:: AIM OF THE TASK ::
Transcribe exactly each line of the entries, from the opening line to the line with "use tokio::task::JoinHandle;", with both of those lines included.

:: LISTED ENTRIES ::

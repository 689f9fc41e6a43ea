//! Single global FIFO of outbound notifications.
//!
//! One worker drains the queue, so deliveries never overlap. Every delivered
//! or dropped job is followed by a fixed cooldown; a rate-limited job goes
//! back to the head and is retried after a fixed backoff.

use super::Classification;
use super::payload::WebhookPayload;
use super::sink::WebhookSink;
use crate::config::NotificationConfig;
use crate::health;
use crate::util::truncate_with_ellipsis;
use parking_lot::Mutex;
use std::collections::VecDeque;
use std::sync::Arc;
use std::sync::atomic::{AtomicBool, Ordering};
use std::time::Duration;
use tokio::sync::Notify;
use tokio::task::JoinHandle;

#[derive(Debug, Clone, PartialEq)]
pub struct NotificationJob {
    pub destination: String,
    pub payload: WebhookPayload,
    pub classification: Classification,
    pub mention: bool,
}

#[derive(Debug, Clone)]
pub struct QueueSettings {
    pub cooldown: Duration,
    pub rate_limit_backoff: Duration,
    pub alert_classes: Vec<String>,
    pub mention_text: String,
}

impl QueueSettings {
    pub fn from_config(config: &NotificationConfig) -> Self {
        Self {
            cooldown: Duration::from_millis(config.cooldown_ms),
            rate_limit_backoff: Duration::from_millis(config.rate_limit_backoff_ms),
            alert_classes: config.alert_classes.clone(),
            mention_text: config.mention_text.clone(),
        }
    }
}

impl Default for QueueSettings {
    fn default() -> Self {
        Self::from_config(&NotificationConfig::default())
    }
}

struct QueueInner {
    jobs: Mutex<VecDeque<NotificationJob>>,
    wake: Notify,
    sink: Arc<dyn WebhookSink>,
    settings: QueueSettings,
    started: AtomicBool,
}

#[derive(Clone)]
pub struct NotificationQueue {
    inner: Arc<QueueInner>,
}

impl NotificationQueue {
    pub fn new(sink: Arc<dyn WebhookSink>, settings: QueueSettings) -> Self {
        Self {
            inner: Arc::new(QueueInner {
                jobs: Mutex::new(VecDeque::new()),
                wake: Notify::new(),
                sink,
                settings,
                started: AtomicBool::new(false),
            }),
        }
    }

    /// Append a job and wake the worker. Safe from any task.
    pub fn enqueue(&self, job: NotificationJob) {
        self.inner.jobs.lock().push_back(job);
        self.inner.wake.notify_one();
    }

    pub fn len(&self) -> usize {
        self.inner.jobs.lock().len()
    }

    pub fn is_empty(&self) -> bool {
        self.inner.jobs.lock().is_empty()
    }

    /// Jobs still waiting, head first.
    pub fn snapshot(&self) -> Vec<NotificationJob> {
        self.inner.jobs.lock().iter().cloned().collect()
    }

    /// Spawn the delivery worker once; later calls return `None`.
    pub fn start(&self) -> Option<JoinHandle<()>> {
        if self.inner.started.swap(true, Ordering::SeqCst) {
            return None;
        }
        let queue = self.clone();
        Some(tokio::spawn(queue.run()))
    }

    /// Delivery loop. Runs until the task is dropped.
    pub async fn run(self) {
        loop {
            let job = self.next_job().await;
            self.deliver(job).await;
        }
    }

    async fn next_job(&self) -> NotificationJob {
        loop {
            let popped = self.inner.jobs.lock().pop_front();
            if let Some(job) = popped {
                return job;
            }
            self.inner.wake.notified().await;
        }
    }

    fn render(&self, job: &NotificationJob) -> WebhookPayload {
        let settings = &self.inner.settings;
        let mut payload = job.payload.clone();
        let alert_worthy = settings
            .alert_classes
            .iter()
            .any(|class| class == job.classification.as_str());
        payload.content = if job.mention && alert_worthy {
            settings.mention_text.clone()
        } else {
            String::new()
        };
        payload
    }

    async fn deliver(&self, job: NotificationJob) {
        let payload = self.render(&job);
        let settings = &self.inner.settings;

        match self.inner.sink.deliver(&job.destination, &payload).await {
            Ok(()) => {
                health::mark_component_ok(health::NOTIFICATIONS);
                tracing::debug!(
                    classification = job.classification.as_str(),
                    "Notification delivered"
                );
            }
            Err(e) if e.is_rate_limited() => {
                tracing::warn!(
                    classification = job.classification.as_str(),
                    backoff_ms = settings.rate_limit_backoff.as_millis(),
                    "Notification rate limited; retrying at head of queue"
                );
                self.inner.jobs.lock().push_front(job);
                tokio::time::sleep(settings.rate_limit_backoff).await;
                return;
            }
            Err(e) => {
                health::mark_component_error(health::NOTIFICATIONS, &e);
                tracing::warn!(
                    classification = job.classification.as_str(),
                    destination = %truncate_with_ellipsis(&job.destination, 40),
                    "Notification dropped: {e}"
                );
            }
        }

        tokio::time::sleep(settings.cooldown).await;
    }
}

:: OUTPUT FOR THIS EXERCISE ::
repository 689f9fc41e6a43ea
//! Single global FIFO of outbound notifications.
//!
//! One worker drains the queue, so deliveries never overlap. Every delivered
//! or dropped job is followed by a fixed cooldown; a rate-limited job goes
//! back to the head and is retried after a fixed backoff.

use super::Classification;
use super::payload::WebhookPayload;
use super::sink::WebhookSink;
use crate::config::NotificationConfig;
use crate::health;
use crate::util::truncate_with_ellipsis;
use parking_lot::Mutex;
use std::collections::VecDeque;
use std::sync::Arc;
use std::sync::atomic::{AtomicBool, Ordering};
use std::time::Duration;
use tokio::sync::Notify;
use tokio::task::JoinHandle;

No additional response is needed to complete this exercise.